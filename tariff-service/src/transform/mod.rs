use crate::pipeline::{Envelope, PipelineError, Transform};
use tariff_client::domain::{DailyTariffQuote, TariffCandidate};
use time::{Duration, Time};

/// Pure validation of a `DailyTariffQuote` message.
///
/// Rules:
/// - the tariff code must resolve to the tariff id it was published with.
/// - standing charge must be non-negative.
/// - rates and consumption must both be present.
/// - every rate window must end after it starts.
/// - every reading must fall within the quote's UTC day, end inclusive.
pub fn validate_quote(env: Envelope<DailyTariffQuote>) -> Result<Envelope<DailyTariffQuote>, PipelineError> {
    let q = &env.payload;

    match TariffCandidate::for_tariff_code(&q.tariff_code) {
        Some(c) if c.id == q.tariff_id => {}
        _ => {
            return Err(PipelineError::Transform(format!(
                "tariff code {} does not match tariff {}",
                q.tariff_code, q.tariff_id
            )))
        }
    }

    if q.standing_charge.is_nan() || q.standing_charge < 0.0 {
        return Err(PipelineError::Transform("standing charge must be non-negative".to_string()));
    }

    if q.rate_windows.is_empty() || q.consumption.is_empty() {
        return Err(PipelineError::Transform(format!("empty series for {}", q.date)));
    }

    if let Some(w) = q.rate_windows.iter().find(|w| w.valid_to <= w.valid_from) {
        return Err(PipelineError::Transform(format!(
            "rate window {} to {} is empty or reversed",
            w.valid_from, w.valid_to
        )));
    }

    let day_start = q.date.with_time(Time::MIDNIGHT).assume_utc();
    let day_end = day_start + Duration::DAY;
    if let Some(stray) = q
        .consumption
        .iter()
        .find(|c| c.read_at < day_start || c.read_at > day_end)
    {
        return Err(PipelineError::Transform(format!(
            "reading at {} is outside {}",
            stray.read_at, q.date
        )));
    }

    Ok(env)
}

#[derive(Clone, Default)]
pub struct QuoteValidation;

#[async_trait::async_trait]
impl Transform<DailyTariffQuote, DailyTariffQuote> for QuoteValidation {
    async fn apply(
        &self,
        input: Envelope<DailyTariffQuote>,
    ) -> Result<Envelope<DailyTariffQuote>, PipelineError> {
        let message_id = input.message_id.clone();
        match validate_quote(input) {
            Ok(env) => Ok(env),
            Err(e) => {
                tracing::warn!(%message_id, error = %e, "quote rejected");
                metrics::counter!("validation_quote_rejected_total").increment(1);
                Err(e)
            }
        }
    }
}
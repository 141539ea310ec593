use anyhow::Result;
use sqlx::postgres::PgPoolOptions;
use std::{net::SocketAddr, sync::Arc};
use tariff_client::domain::DailyTariffQuote;
use tariff_service::{
    config::{AppConfig, StoreKind},
    metrics_server,
    observability,
    pipeline::Pipeline,
    sinks::{DailyUsageSink, IlpUsageStore, QuestDbUsageStore, UsageStore},
    sources::HttpQueueSource,
    transform,
};

#[tokio::main]
async fn main() -> Result<()> {
    observability::init_tracing();

    let cfg = AppConfig::load()?;

    if let Some(metrics_cfg) = &cfg.metrics {
        metrics_server::init(&metrics_cfg.bind_addr)?;
    }

    let store = match cfg.store.kind {
        StoreKind::Pgwire => {
            let pool = PgPoolOptions::new()
                .max_connections(cfg.questdb.max_connections)
                .connect(&cfg.questdb.uri)
                .await?;
            UsageStore::Pgwire(QuestDbUsageStore::new(pool))
        }
        StoreKind::Ilp => {
            let addr: SocketAddr = cfg
                .questdb
                .ilp_tcp_addr
                .parse()
                .map_err(|e| anyhow::anyhow!("invalid questdb.ilp_tcp_addr: {e}"))?;
            UsageStore::Ilp(IlpUsageStore::new(addr))
        }
    };

    let source = HttpQueueSource::bind(&cfg.queue.http_bind_addr, cfg.queue.channel_capacity).await?;
    let stored = source.stored_keys();

    let pipeline: Pipeline<_, DailyTariffQuote, _> = Pipeline {
        source,
        transforms: vec![Arc::new(transform::QuoteValidation)],
        sink: DailyUsageSink::new(store, cfg.store_delivery()).with_stored_keys(stored),
    };

    tracing::info!(store = ?cfg.store.kind, "daily tariff processor started");
    pipeline.run().await?;

    Ok(())
}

> [WORK REQUIRED]:
In the listing above, locate the line containing "async fn main()" and the line containing "pipeline.run().await?;", then transcribe both and every line between them verbatim.

> [RESULT BELOW]:
async fn main() -> Result<()> {
    observability::init_tracing();

    let cfg = AppConfig::load()?;

    if let Some(metrics_cfg) = &cfg.metrics {
        metrics_server::init(&metrics_cfg.bind_addr)?;
    }

    let store = match cfg.store.kind {
        StoreKind::Pgwire => {
            let pool = PgPoolOptions::new()
                .max_connections(cfg.questdb.max_connections)
                .connect(&cfg.questdb.uri)
                .await?;
            UsageStore::Pgwire(QuestDbUsageStore::new(pool))
        }
        StoreKind::Ilp => {
            let addr: SocketAddr = cfg
                .questdb
                .ilp_tcp_addr
                .parse()
                .map_err(|e| anyhow::anyhow!("invalid questdb.ilp_tcp_addr: {e}"))?;
            UsageStore::Ilp(IlpUsageStore::new(addr))
        }
    };

    let source = HttpQueueSource::bind(&cfg.queue.http_bind_addr, cfg.queue.channel_capacity).await?;
    let stored = source.stored_keys();

    let pipeline: Pipeline<_, DailyTariffQuote, _> = Pipeline {
        source,
        transforms: vec![Arc::new(transform::QuoteValidation)],
        sink: DailyUsageSink::new(store, cfg.store_delivery()).with_stored_keys(stored),
    };

    tracing::info!(store = ?cfg.store.kind, "daily tariff processor started");
    pipeline.run().await?;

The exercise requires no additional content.